Presença da PF em reserva de RR é legítima, diz Britto

Depois de receber um telefonema do ministro da Justiça, Tarso Genro, o ministro do Supremo Tribunal Federal (STF) Carlos Ayres Britto afirmou que o governo tem legitimidade para manter na reserva indígena Raposa Serra do Sol homens da Polícia Federal e da Força Nacional de Segurança. Por ser terra da União, o governo federal pode, quando bem entender e de acordo com a Constituição, patrulhar a região e manter na reserva, inclusive, soldados das Forças Armadas, explicou Britto.

Agência Estado |

O Supremo, em decisão liminar, já havia determinado a suspensão da retirada de arrozeiros da região pela PF, mas confirmou que o governo poderia manter agentes na região para impedir conflitos entre produtores e índios. "Diante do conflito armado, a Força Nacional de Segurança e a Polícia Federal claro que estão autorizadas a tomar providências", disse Britto. Depois da decisão do STF de impedir liminarmente que a PF retirasse os arrozeiros da região, o governo manteve na reserva aproximadamente 200 agentes federais e 100 homens da Força Nacional. De acordo com o ministro, a manutenção da PF na região cumpre função constitucional.
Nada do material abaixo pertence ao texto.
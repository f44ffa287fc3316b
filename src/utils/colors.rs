/// ANSI color helper utilities for terminal output.
pub const RESET: &str = "\x1b[0m";

pub const GREY: &str = "\x1b[90m";

/// Grey out the empty-field placeholder, leave real values untouched.
pub fn colorize_optional(value: &str, placeholder: &str) -> String {
    if value.trim().is_empty() || value.trim() == placeholder {
        format!("{GREY}{value}{RESET}")
    } else {
        value.to_string()
    }
}

/// Apply the configured color policy: strip ANSI codes when color is off.
pub fn apply_color(s: String, color: bool) -> String {
    if color {
        s
    } else {
        crate::utils::formatting::strip_ansi(&s)
    }
}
O contingente não foi suficiente para impedir que, ontem, dez índios das etnias macuxi e ingarikó fossem feridos a bala por funcionários da Fazenda Depósito, situada dentro da reserva. A propriedade da fazenda é reivindicada pelo prefeito do município de Pacaraima, Paulo César Quartiero. A PF já abriu um inquérito para investigar o incidente. Além dessa investigação, outros cinco inquéritos estão em andamento para apurar conflitos entre produtores e índios no início da retirada dos arrozeiros, chamada Operação Upakaton 3. Arrozeiros e índios empregados nas plantações são acusados de destruir pontes e estradas e de terem atacado postos da PF na região.

Os envolvidos, de acordo com o delegado responsável pela operação, Fernando Segóvia, devem ser enquadrados na Lei de Segurança Nacional por sabotagem e indiciados por danos ao patrimônio da União, formação de quadrilha e fabricação de explosivos. Até que o Supremo julgue em definitivo as ações contra a retirada dos arrozeiros, a PF poderá agir somente para coibir conflitos entre os dois lados. Os produtores não podem ser retirados da região, por enquanto. A expectativa no STF é de que o assunto seja decidido até junho.